Dosya içeriğinden ve toplanan delillerden; mirasbırakan ...'un 30.10.2014 tarihinde ölümü ile geride mirasçı olarak davacı kızları Hamide, Melike, davalı oğulları ..., ... ve ... ile dava dışı çocukları ... ve ...'nın kaldıkları, davacıların Salihli Noterliğinin 12.11.2014 tarihli vekaletnamesi ile mirasbırakanlarından kalan taşınmazların intikali ve satışı hususunda davalı kardeşleri ...'ı vekil tayin ettikleri, vekil ...'ın mirasbırakan adına kayıtlı 2759 ada 10 parseldeki 2, 4, 5, 6, 7 ve 8 nolu bağımsız bölümlerin davacılar adına intikal yoluyla tescilini sağladıktan sonra bağımsız bölümlerdeki davacı ...'nin paylarını 24.12.2014 tarihinde davalı ...'e, diğer davacı ...'nin paylarını ise 07.01.2015 tarihinde davalı ...'e satış suretiyle devrettiği, dava konusu 4, 5, 6, 7 ve 8 nolu bağımsız bölümlerin muhtelif tarihlerde dava dışı 3. kişilere devredildiği, 2 nolu bağımsız bölümün ise davalılar adına kayıtlı olduğu anlaşılmaktadır.

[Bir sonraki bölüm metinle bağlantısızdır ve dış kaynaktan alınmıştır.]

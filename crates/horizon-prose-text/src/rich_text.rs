//! Immutable rich text.
//!
//! A [`RichText`] is a sequence of [`Run`]s. Every constructor normalizes
//! the sequence: empty runs are dropped and adjacent runs with equal
//! attributes are merged, so two rich texts with the same content and
//! formatting always have the same run structure.
//!
//! All indices are UTF-8 byte offsets into the flattened text. Operations
//! taking an index or range panic when it is out of bounds or splits a
//! character; each has a `try_` variant returning a [`Result`] instead.
//!
//! # Example
//!
//! ```
//! use horizon_prose_text::{RichText, Style};
//!
//! let text = RichText::value_of("Hello ")
//!     + &RichText::styled("world", &Style::bold())
//!     + &RichText::value_of("!");
//!
//! assert_eq!(text.to_string(), "Hello world!");
//! assert_eq!(text.run_count(), 3);
//!
//! let word = text.sub_sequence(6..11);
//! assert_eq!(word, RichText::styled("world", &Style::bold()));
//! ```

use std::borrow::Cow;
use std::fmt;
use std::ops::{Add, Bound, RangeBounds};
use std::sync::Arc;

use regex::Regex;

use crate::error::{Result, TextError};
use crate::logging::targets;
use crate::{Run, Style, TextAttributes};

/// Immutable text with attributed runs.
///
/// Cloning is cheap: runs share their text buffers and attribute maps.
#[derive(Clone, Default)]
pub struct RichText {
    runs: Vec<Run>,
    /// Offset of each run within the flattened text.
    starts: Vec<usize>,
    len: usize,
}
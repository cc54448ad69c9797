//! Converters driven by attribute differences.
//!
//! At every run boundary the attributes before and after are diffed. Changed
//! keys with a registered [`AttributeMapper`] emit that mapper's output.
//! Font-related keys are resolved into a [`Font`] on both sides and handed to
//! [`AttributeBasedConverter::apply_font_change`] in one batch. Mappers
//! registered for a font key run after that batch.

use std::fmt;
use std::sync::Arc;

use horizon_prose_text::{AttrValue, Font, RichText, TextAttributes, attr};

use crate::protocol::{RunTransitionSink, walk_runs};

type MapperFn = dyn Fn(Option<&AttrValue>, Option<&AttrValue>) -> String + Send + Sync;

/// Maps a change of one attribute (`before` → `after`) to output.
#[derive(Clone)]
pub struct AttributeMapper(Arc<MapperFn>);

impl AttributeMapper {
    pub fn new<F>(mapper: F) -> Self
    where
        F: Fn(Option<&AttrValue>, Option<&AttrValue>) -> String + Send + Sync + 'static,
    {
        Self(Arc::new(mapper))
    }

    pub fn apply(&self, before: Option<&AttrValue>, after: Option<&AttrValue>) -> String {
        (self.0)(before, after)
    }
}

impl fmt::Debug for AttributeMapper {
    fn fmt(&self, f: &mut fmt::Formatter<'_>) -> fmt::Result {
        f.write_str("AttributeMapper(..)")
    }
}

/// Ordered registry of attribute mappers.
#[derive(Debug, Clone, Default)]
pub struct AttributeMappings {
    entries: Vec<(String, Vec<AttributeMapper>)>,
}

impl AttributeMappings {
    pub fn new() -> Self {
        Self::default()
    }

    /// Add `mapper` for `key`. Mappers registered for the same key run in
    /// registration order and their outputs are concatenated.
    pub fn map(&mut self, key: &str, mapper: AttributeMapper) {
        match self.entries.iter_mut().find(|(k, _)| k == key) {
            Some((_, mappers)) => mappers.push(mapper),
            None => self.entries.push((key.to_string(), vec![mapper])),
        }
    }

    /// Replace all mappers for `key` with `mapper`.
    pub fn replace_mapping(&mut self, key: &str, mapper: AttributeMapper) {
        match self.entries.iter_mut().find(|(k, _)| k == key) {
            Some((_, mappers)) => *mappers = vec![mapper],
            None => self.entries.push((key.to_string(), vec![mapper])),
        }
    }

    pub fn get(&self, key: &str) -> Option<&[AttributeMapper]> {
        self.entries
            .iter()
            .find(|(k, _)| k == key)
            .map(|(_, mappers)| mappers.as_slice())
    }

    pub fn contains(&self, key: &str) -> bool {
        self.get(key).is_some()
    }
}

/// A converter that reacts to attribute changes between runs.
pub trait AttributeBasedConverter {
    fn mappings(&self) -> &AttributeMappings;

    /// Font that unformatted text is rendered in.
    fn base_font(&self) -> &Font;

    /// Emit output for a change of the resolved font.
    fn apply_font_change(&self, before: &Font, after: &Font, out: &mut String);

    /// Output written before the first run.
    fn prologue(&self, _out: &mut String) {}

    /// Write run text to the output.
    fn write_text(&self, text: &str, out: &mut String) {
        out.push_str(text);
    }

    /// Drive a conversion with a fresh working state.
    fn convert_runs(&self, text: &RichText) -> String {
        let mut sink = AttributeSink {
            converter: self,
            out: String::new(),
        };
        self.prologue(&mut sink.out);
        walk_runs(text, &mut sink);
        sink.out
    }
}

struct AttributeSink<'c, C: ?Sized> {
    converter: &'c C,
    out: String,
}

impl<C: AttributeBasedConverter + ?Sized> RunTransitionSink for AttributeSink<'_, C> {
    fn on_run_transition(&mut self, previous: &TextAttributes, next: &TextAttributes, text: &str) {
        let converter = self.converter;
        let mut font_changed = false;
        let mut font_mapped = Vec::new();
        for change in previous.diff(next) {
            let mappers = converter.mappings().get(change.key);
            if attr::is_font_key(change.key) {
                font_changed = true;
                if let Some(mappers) = mappers {
                    font_mapped.push((change, mappers));
                }
                continue;
            }
            for mapper in mappers.unwrap_or_default() {
                self.out.push_str(&mapper.apply(change.before, change.after));
            }
        }

        if font_changed {
            let base = converter.base_font();
            let before = previous.font(base);
            let after = next.font(base);
            if before != after {
                converter.apply_font_change(&before, &after, &mut self.out);
            }
        }
        for (change, mappers) in font_mapped {
            for mapper in mappers {
                self.out.push_str(&mapper.apply(change.before, change.after));
            }
        }

        converter.write_text(text, &mut self.out);
    }
}

#[cfg(test)]
mod tests {
    use super::*;
    use horizon_prose_text::{Color, Style};

    struct Brackets {
        mappings: AttributeMappings,
        base: Font,
    }

    impl AttributeBasedConverter for Brackets {
        fn mappings(&self) -> &AttributeMappings {
            &self.mappings
        }

        fn base_font(&self) -> &Font {
            &self.base
        }

        fn apply_font_change(&self, before: &Font, after: &Font, out: &mut String) {
            if before.is_bold() != after.is_bold() {
                out.push(if after.is_bold() { '[' } else { ']' });
            }
        }
    }

    fn brackets() -> Brackets {
        let mut mappings = AttributeMappings::new();
        mappings.map(
            attr::BACKGROUND_COLOR,
            AttributeMapper::new(|_, after| if after.is_some() { "<".into() } else { ">".into() }),
        );
        Brackets {
            mappings,
            base: Font::default(),
        }
    }

    #[test]
    fn font_changes_are_batched() {
        let text = RichText::value_of("a")
            + RichText::styled("b", &Style::builder("loud").bold().color(Color::RED).build())
            + RichText::value_of("c");
        assert_eq!(brackets().convert_runs(&text), "a[b]c");
    }

    #[test]
    fn mapped_keys_emit_on_change() {
        let highlight = Style::builder("hl").background_color(Color::YELLOW).build();
        let text = RichText::value_of("a") + RichText::styled("b", &highlight);
        assert_eq!(brackets().convert_runs(&text), "a<b>");
    }

    #[test]
    fn unmapped_keys_are_ignored() {
        let text = RichText::value_of("a") + RichText::styled("b", &Style::heading(2));
        assert_eq!(brackets().convert_runs(&text), "ab");
    }

    #[test]
    fn map_composes_and_replace_overwrites() {
        let mut mappings = AttributeMappings::new();
        mappings.map("k", AttributeMapper::new(|_, _| "1".into()));
        mappings.map("k", AttributeMapper::new(|_, _| "2".into()));
        let outputs: Vec<String> = mappings
            .get("k")
            .unwrap_or_default()
            .iter()
            .map(|m| m.apply(None, None))
            .collect();
        assert_eq!(outputs, vec!["1", "2"]);

        mappings.replace_mapping("k", AttributeMapper::new(|_, _| "3".into()));
        assert_eq!(mappings.get("k").map(<[AttributeMapper]>::len), Some(1));
        assert!(!mappings.contains("other"));
    }

    #[test]
    fn font_key_mappers_follow_the_font_change() {
        let mut converter = brackets();
        converter.mappings.map(
            attr::FONT_WEIGHT,
            AttributeMapper::new(|_, after| if after.is_some() { "{".into() } else { "}".into() }),
        );
        let text = RichText::value_of("a") + RichText::styled("b", &Style::bold()) + RichText::value_of("c");
        assert_eq!(converter.convert_runs(&text), "a[{b]}c");
    }
}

Bölge adliye mahkemelerinin nihai kararlarının bozulması 6100 sayılı Kanun'un 371. maddesinde yer alan sebeplerden birinin varlığı hâlinde mümkündür.
Temyizen incelenen karar, tarafların karşılıklı iddia ve savunmalarına, dayandıkları belgelere, uyuşmazlığa uygulanması gereken hukuk kuralları ile hukuki ilişkinin nitelendirilmesine, dava şartlarına, yargılama ve ispat kuralları ile kararda belirtilen gerekçelere göre usul ve kanuna uygun olup temyiz dilekçesinde ileri sürülen nedenler kararın bozulmasını gerektirecek nitelikte görülmemiştir.
VI. KARAR
Açıklanan sebeplerle;
Davalılar vekilinin temyiz itirazlarının reddi ile Bölge Adliye Mahkemesi kararının 6100 sayılı Kanun'un 370. maddesinin birinci fıkrası uyarınca ONANMASINA,
Aşağıda yazılı 21.074,00 TL bakiye onama harcının temyiz eden davalılardan alınmasına,
03.10.2024 tarihinde yürürlüğe giren Avukatlık Asgari Ücret Tarifesi uyarınca gelen temyiz edilen davacılar vekili için 28.000,00 TL duruşma vekalet ücretinin davalılardan alınmasına,
Dosyanın İlk Derece Mahkemesine, kararın bir örneğinin Bölge Adliye Mahkemesine gönderilmesine,
08.04.2025 tarihinde kesin olmak üzere oy birliğiyle karar verildi.